I have been trying to make sense of the fad for this new breed of the undead, cohabiting with normal society. Why are they appearing now, in such great numbers? I have come to the conclusion that these creatures are an embodiment of our climate crisis - they are a response to a past that has come to haunt humanity, uninvited, and won't leave. The past in question is embodied in the ever rising levels of carbon dioxide collecting in the atmosphere. It is as though the whole of biological life, all that ever lived has - having been combusted and turned into gas - turned up at our collective door, and refuses to go away. Instead, this uninvited guest just hangs about like one huge buzzkill. The full force of the reckoning represented by this echo of the dead is yet to be revealed. Like the angry and sullen parent, storing up some unknown punishment to be expressed at some unbidden time, we await in quiet terror for the inevitable storm.
And we can sense the storm is brewing. As the elderly priest remarks to his travelling companion in Graham Greene's last book - nothing feels safe anymore. Rising global temperatures, acidifying oceans, storms and what have you. It's all there, waiting on the doorstep and outside the window. Except, when we look outside, it all seems kind of normal - crazily warm autumns, springs and winters not withstanding. Yet this normality is impregnated with a particular tension; whatever the weather today, it is difficult to escape the sense that all is not as it once was. The scene outside is imprinted with the past. We know about explosions of methane from the thawing tundra blowing open huge craters in Siberia. Hundreds dying in India from unprecedented heat waves. Seemingly endless drought in California, Arctic ice disappearing before our very eyes. And so we wait, wondering when our time will come, how long until the next weather extreme.
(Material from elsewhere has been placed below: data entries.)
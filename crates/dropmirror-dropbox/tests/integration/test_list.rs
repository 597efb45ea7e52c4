//! Shared-link listing integration tests

use wiremock::matchers::{body_json, method, path};
use wiremock::{Mock, ResponseTemplate};

use dropmirror_core::ports::shared_folder::{ISharedFolderProvider, ProviderError};

use crate::common::{mount_list_single_page, setup, shared_link};

const HASH_A: &str = "aaaaaaaaaaaaaaaaaaaaaaaaaaaaaaaaaaaaaaaaaaaaaaaaaaaaaaaaaaaaaaaa";
const HASH_B: &str = "bbbbbbbbbbbbbbbbbbbbbbbbbbbbbbbbbbbbbbbbbbbbbbbbbbbbbbbbbbbbbbbb";

#[tokio::test]
async fn test_single_page_listing_preserves_order() {
    let (server, provider) = setup().await;
    mount_list_single_page(
        &server,
        serde_json::json!([
            {".tag": "file", "name": "b.txt", "size": 2, "content_hash": HASH_B},
            {".tag": "file", "name": "a.txt", "size": 1, "content_hash": HASH_A},
            {".tag": "folder", "name": "photos"}
        ]),
    )
    .await;

    let entries = provider.list_entries(&shared_link()).await.unwrap();

    assert_eq!(entries.len(), 3);
    // Listing order, not alphabetical.
    assert_eq!(entries[0].path, "b.txt");
    assert_eq!(entries[1].path, "a.txt");
    assert_eq!(entries[0].content_hash.as_ref().unwrap().as_str(), HASH_B);
    assert!(entries[2].is_folder);
    assert!(entries[2].content_hash.is_none());
}

#[tokio::test]
async fn test_pagination_follows_cursor() {
    let (server, provider) = setup().await;

    Mock::given(method("POST"))
        .and(path("/2/files/list_folder"))
        .respond_with(ResponseTemplate::new(200).set_body_json(serde_json::json!({
            "entries": [
                {".tag": "file", "name": "page1.txt", "size": 1, "content_hash": HASH_A}
            ],
            "cursor": "cursor-page-2",
            "has_more": true
        })))
        .mount(&server)
        .await;

    Mock::given(method("POST"))
        .and(path("/2/files/list_folder/continue"))
        .and(body_json(serde_json::json!({"cursor": "cursor-page-2"})))
        .respond_with(ResponseTemplate::new(200).set_body_json(serde_json::json!({
            "entries": [
                {".tag": "file", "name": "page2.txt", "size": 2, "content_hash": HASH_B}
            ],
            "cursor": "cursor-final",
            "has_more": false
        })))
        .mount(&server)
        .await;

    let entries = provider.list_entries(&shared_link()).await.unwrap();

    assert_eq!(entries.len(), 2);
    assert_eq!(entries[0].path, "page1.txt");
    assert_eq!(entries[1].path, "page2.txt");
}

#[tokio::test]
async fn test_unknown_link_maps_to_link_error() {
    let (server, provider) = setup().await;

    Mock::given(method("POST"))
        .and(path("/2/files/list_folder"))
        .respond_with(ResponseTemplate::new(409).set_body_json(serde_json::json!({
            "error_summary": "shared_link_not_found/",
            "error": {".tag": "shared_link_not_found"}
        })))
        .mount(&server)
        .await;

    let err = provider.list_entries(&shared_link()).await.unwrap_err();
    assert!(matches!(err, ProviderError::Link(_)));
}

#[tokio::test]
async fn test_rate_limited_listing_is_transient() {
    let (server, provider) = setup().await;

    Mock::given(method("POST"))
        .and(path("/2/files/list_folder"))
        .respond_with(ResponseTemplate::new(429).set_body_json(serde_json::json!({
            "error_summary": "too_many_requests/",
            "error": {"reason": {".tag": "too_many_requests"}, "retry_after": 1}
        })))
        .mount(&server)
        .await;

    let err = provider.list_entries(&shared_link()).await.unwrap_err();
    assert!(err.is_transient());
}

#[tokio::test]
async fn test_unknown_entry_types_are_dropped() {
    let (server, provider) = setup().await;
    mount_list_single_page(
        &server,
        serde_json::json!([
            {".tag": "file", "name": "keep.txt", "size": 4, "content_hash": HASH_A},
            {".tag": "deleted", "name": "gone.txt"}
        ]),
    )
    .await;

    let entries = provider.list_entries(&shared_link()).await.unwrap();
    assert_eq!(entries.len(), 1);
    assert_eq!(entries[0].path, "keep.txt");
}
//! Dropbox adapter for dropmirror
//!
//! Implements the `ISharedFolderProvider` port against the Dropbox HTTP
//! API: RPC endpoints on `api.dropboxapi.com` (account validation, token
//! exchange, shared-link folder listing) and content endpoints on
//! `content.dropboxapi.com` (shared-link file download).

pub mod client;
pub mod provider;

pub(crate) mod auth;
pub(crate) mod list;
This new weather is history taking a form that can poses a far greater threat to our well being than a banking crisis or austerity could ever muster.
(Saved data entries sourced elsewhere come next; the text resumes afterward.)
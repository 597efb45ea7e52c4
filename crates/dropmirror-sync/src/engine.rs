//! Shared-folder synchronizer
//!
//! The [`Synchronizer`] drives the whole run: authenticate, list the
//! shared folder, then walk the entries sequentially, skipping files whose
//! local content hash already matches and downloading the rest.
//!
//! ## Sync Flow
//!
//! 1. **Authenticate**: credential rejection aborts before any listing or
//!    filesystem write
//! 2. **Prepare**: create the save directory, list entries under the link
//! 3. **Per entry**: skip-check (existence, size fast-path, hash equality),
//!    otherwise download-verify-write with a fresh retry budget
//! 4. **Report**: counts of downloaded/skipped/failed plus failure reasons
//!
//! ## Retry Logic
//!
//! Transient errors (network, rate limiting, server errors, and content
//! hash mismatches after a download) are retried per entry with exponential
//! backoff. Non-transient entry errors fail the entry immediately. An
//! exhausted budget records the entry as failed and the run moves on: one
//! bad entry never aborts the rest of the folder.

use std::path::{Path, PathBuf};
use std::sync::Arc;
use std::time::Duration;

use serde::Serialize;
use thiserror::Error;
use tracing::{debug, error, info, warn};

use dropmirror_core::domain::credential::Credential;
use dropmirror_core::domain::errors::DomainError;
use dropmirror_core::domain::newtypes::{ContentHash, SharedLink};
use dropmirror_core::ports::local_store::ILocalStore;
use dropmirror_core::ports::shared_folder::{ISharedFolderProvider, ProviderError, RemoteEntry};

// ============================================================================
// SyncOptions
// ============================================================================

/// Tunables for a synchronizer run
#[derive(Debug, Clone)]
pub struct SyncOptions {
    /// Destination directory; created if missing
    pub save_dir: PathBuf,
    /// Maximum retries per entry after the first attempt
    pub retry_limit: u32,
    /// Base backoff delay; doubles per retry
    pub base_delay: Duration,
}

impl SyncOptions {
    /// Creates options with the default retry policy (3 retries, 1s base delay)
    #[must_use]
    pub fn new(save_dir: PathBuf) -> Self {
        Self {
            save_dir,
            retry_limit: 3,
            base_delay: Duration::from_secs(1),
        }
    }

    /// Overrides the retry limit
    #[must_use]
    pub fn with_retry_limit(mut self, retry_limit: u32) -> Self {
        self.retry_limit = retry_limit;
        self
    }

    /// Overrides the base backoff delay
    #[must_use]
    pub fn with_base_delay(mut self, base_delay: Duration) -> Self {
        self.base_delay = base_delay;
        self
    }
}

// ============================================================================
// SyncReport
// ============================================================================

/// One entry the run could not download
#[derive(Debug, Clone, Serialize)]
pub struct FailedEntry {
    /// Entry path relative to the shared-folder root
    pub path: String,
    /// Human-readable failure reason
    pub reason: String,
}

/// Summary of a completed synchronizer run
#[derive(Debug, Clone, Default, Serialize)]
pub struct SyncReport {
    /// Files downloaded and verified this run
    pub downloaded: u32,
    /// Files already present with a matching content hash
    pub skipped: u32,
    /// Folder entries ignored (traversal is out of scope)
    pub folders_skipped: u32,
    /// Entries that failed after their retry budget was spent
    pub failed: Vec<FailedEntry>,
    /// Wall-clock duration of the run in milliseconds
    pub duration_ms: u64,
}

impl SyncReport {
    /// True if every file entry was downloaded or skipped
    #[must_use]
    pub fn is_success(&self) -> bool {
        self.failed.is_empty()
    }
}

// ============================================================================
// SyncError
// ============================================================================

/// Fatal setup errors: nothing was attempted beyond the failing step
///
/// Entry-level failures never surface here; they are recorded in the
/// [`SyncReport`] and the run continues.
#[derive(Debug, Error)]
pub enum SyncError {
    /// Credential rejected before any listing or download
    #[error("Authentication failed: {0}")]
    Auth(String),

    /// Shared link malformed, expired, or inaccessible
    #[error("Shared link rejected: {0}")]
    Link(String),

    /// Save directory could not be created or used
    #[error("Save directory unavailable: {0}")]
    SaveDir(String),
}

// ============================================================================
// Path resolution
// ============================================================================

/// Resolves an entry's relative path under the save directory
///
/// Rejects empty segments, `.`/`..` components, and backslashes so a
/// hostile listing can never escape the save directory.
fn resolve_entry_path(save_dir: &Path, entry_path: &str) -> Result<PathBuf, DomainError> {
    if entry_path.is_empty() {
        return Err(DomainError::InvalidEntryPath("empty path".to_string()));
    }

    let mut resolved = save_dir.to_path_buf();
    for segment in entry_path.split('/') {
        if segment.is_empty() || segment == "." || segment == ".." || segment.contains('\\') {
            return Err(DomainError::InvalidEntryPath(entry_path.to_string()));
        }
        resolved.push(segment);
    }

    Ok(resolved)
}

// ============================================================================
// Synchronizer
// ============================================================================

/// Outcome of processing a single listed entry
enum EntryOutcome {
    Downloaded,
    Skipped,
    SkippedFolder,
    Failed(String),
}

/// Sequential shared-folder synchronizer
///
/// ## Dependencies
///
/// - `provider`: remote operations (authenticate, list, fetch)
/// - `store`: local file I/O and hashing
pub struct Synchronizer {
    /// Shared-folder provider (Dropbox in production)
    provider: Arc<dyn ISharedFolderProvider>,
    /// Local filesystem operations
    store: Arc<dyn ILocalStore>,
    /// Run tunables
    options: SyncOptions,
}

impl Synchronizer {
    /// Creates a new `Synchronizer` with the given dependencies
    pub fn new(
        provider: Arc<dyn ISharedFolderProvider>,
        store: Arc<dyn ILocalStore>,
        options: SyncOptions,
    ) -> Self {
        Self {
            provider,
            store,
            options,
        }
    }

    /// Runs a full synchronization of the shared folder
    ///
    /// # Errors
    /// Returns a [`SyncError`] only for fatal setup failures (credential,
    /// link, save directory). Per-entry failures are recorded in the
    /// returned [`SyncReport`].
    #[tracing::instrument(skip_all, fields(link = %link, save_dir = %self.options.save_dir.display()))]
    pub async fn run(
        &self,
        link: &SharedLink,
        credential: &Credential,
    ) -> Result<SyncReport, SyncError> {
        let start = std::time::Instant::now();
        let mut report = SyncReport::default();

        // Step 1: Authenticate. Nothing touches the filesystem before this
        // succeeds.
        info!(credential = credential.kind(), "Authenticating");
        self.with_retry("authenticate", || self.provider.authenticate(credential))
            .await
            .map_err(|e| SyncError::Auth(e.to_string()))?;

        // Step 2: Save directory.
        self.store
            .create_dir_all(&self.options.save_dir)
            .await
            .map_err(|e| SyncError::SaveDir(format!("{e:#}")))?;

        // Step 3: List entries under the shared link.
        let entries = self
            .with_retry("list_entries", || self.provider.list_entries(link))
            .await
            .map_err(|e| match e {
                ProviderError::Auth(msg) => SyncError::Auth(msg),
                other => SyncError::Link(other.to_string()),
            })?;

        info!(entries = entries.len(), "Listing complete");

        // Step 4: Sequential per-entry loop.
        for (idx, entry) in entries.iter().enumerate() {
            debug!(
                entry = %entry.path,
                progress = format!("{}/{}", idx + 1, entries.len()),
                "Processing entry"
            );

            match self.process_entry(link, entry).await {
                EntryOutcome::Downloaded => report.downloaded += 1,
                EntryOutcome::Skipped => report.skipped += 1,
                EntryOutcome::SkippedFolder => report.folders_skipped += 1,
                EntryOutcome::Failed(reason) => {
                    error!(entry = %entry.path, %reason, "Entry failed");
                    report.failed.push(FailedEntry {
                        path: entry.path.clone(),
                        reason,
                    });
                }
            }
        }

        report.duration_ms = start.elapsed().as_millis() as u64;
        info!(
            downloaded = report.downloaded,
            skipped = report.skipped,
            failed = report.failed.len(),
            duration_ms = report.duration_ms,
            "Run complete"
        );

        Ok(report)
    }

    /// Processes one listed entry: skip, download, or record a failure
    async fn process_entry(&self, link: &SharedLink, entry: &RemoteEntry) -> EntryOutcome {
        if entry.is_folder {
            warn!(entry = %entry.path, "Skipping folder (recursive download not supported)");
            return EntryOutcome::SkippedFolder;
        }

        let dest = match resolve_entry_path(&self.options.save_dir, &entry.path) {
            Ok(p) => p,
            Err(e) => return EntryOutcome::Failed(e.to_string()),
        };

        let Some(expected) = entry.content_hash.as_ref() else {
            return EntryOutcome::Failed("listing reported no content hash".to_string());
        };

        if self.is_intact(&dest, entry, expected).await {
            info!(entry = %entry.path, "Skipping (already downloaded)");
            return EntryOutcome::Skipped;
        }

        match self
            .with_retry(&entry.path, || {
                self.download_entry_once(link, entry, expected, &dest)
            })
            .await
        {
            Ok(()) => {
                info!(entry = %entry.path, size = entry.size, "Downloaded");
                EntryOutcome::Downloaded
            }
            Err(err) => EntryOutcome::Failed(err.to_string()),
        }
    }

    /// Returns true if a local file at `dest` already matches the entry
    ///
    /// The size comparison is only a fast-path negative: a file of the
    /// wrong size cannot hash-match, so the hash computation is skipped.
    /// The skip decision itself is always hash equality.
    async fn is_intact(&self, dest: &Path, entry: &RemoteEntry, expected: &ContentHash) -> bool {
        let state = match self.store.state(dest).await {
            Ok(s) => s,
            Err(e) => {
                debug!(dest = %dest.display(), error = %e, "State check failed, will download");
                return false;
            }
        };

        if !state.is_regular_file() || state.size != entry.size {
            return false;
        }

        match self.store.compute_hash(dest).await {
            Ok(local) => local == *expected,
            Err(e) => {
                warn!(dest = %dest.display(), error = %e, "Local hash failed, will download");
                false
            }
        }
    }

    /// One download attempt: fetch, write atomically, verify
    ///
    /// A hash mismatch is reported as transient so the retry budget covers
    /// it; the mismatched file stays on disk and is simply overwritten by
    /// the next attempt's rename.
    async fn download_entry_once(
        &self,
        link: &SharedLink,
        entry: &RemoteEntry,
        expected: &ContentHash,
        dest: &Path,
    ) -> Result<(), ProviderError> {
        let data = self.provider.fetch_content(link, &entry.path).await?;

        self.store
            .write_file(dest, &data)
            .await
            .map_err(|e| ProviderError::Transient(format!("local write failed: {e:#}")))?;

        let local = self
            .store
            .compute_hash(dest)
            .await
            .map_err(|e| ProviderError::Transient(format!("local hash failed: {e:#}")))?;

        if local != *expected {
            return Err(ProviderError::Transient(format!(
                "content hash mismatch: expected {expected}, got {local}"
            )));
        }

        Ok(())
    }

    /// Executes an operation with bounded exponential-backoff retry
    ///
    /// Only [`ProviderError::Transient`] is retried; everything else is
    /// returned immediately. Backoff doubles per attempt from the
    /// configured base delay.
    async fn with_retry<F, Fut, T>(&self, operation: &str, f: F) -> Result<T, ProviderError>
    where
        F: Fn() -> Fut,
        Fut: std::future::Future<Output = Result<T, ProviderError>>,
    {
        let mut last_error: Option<ProviderError> = None;

        for attempt in 0..=self.options.retry_limit {
            match f().await {
                Ok(value) => {
                    if attempt > 0 {
                        info!(operation, attempt, "Operation succeeded after retry");
                    }
                    return Ok(value);
                }
                Err(err) if err.is_transient() && attempt < self.options.retry_limit => {
                    let delay = self
                        .options
                        .base_delay
                        .saturating_mul(1u32 << attempt.min(10));
                    warn!(
                        operation,
                        attempt,
                        delay_ms = delay.as_millis() as u64,
                        error = %err,
                        "Transient error, retrying"
                    );
                    tokio::time::sleep(delay).await;
                    last_error = Some(err);
                }
                Err(err) => return Err(err),
            }
        }

        Err(last_error
            .unwrap_or_else(|| ProviderError::Transient(format!("retries exhausted for {operation}"))))
    }
}

// ============================================================================
// Unit tests (path resolution)
// ============================================================================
This is one problem money can't solve, much like you can't buy off the zombies. The system which has brought pleasure, convenience and privilege for many in the West has embedded within it the seeds of its own destruction. Our neo-liberal way of life is built on administering problems through the medium of money. We now have to find a way to administer a threatening and inescapable past through a means other than that of money. And of course, that simply isn't possible under neo-liberalism. But nothing is quite bad enough yet to cause people to organise and pressure for an alternative. So in the meantime we shuffle around in our normal daily lives, like half-zombies, while our leaders desperately try to buy our way out of the problem, and all the while the clouds, the wind, the rain, are returning to us the whispered portent of a reckoning with our past.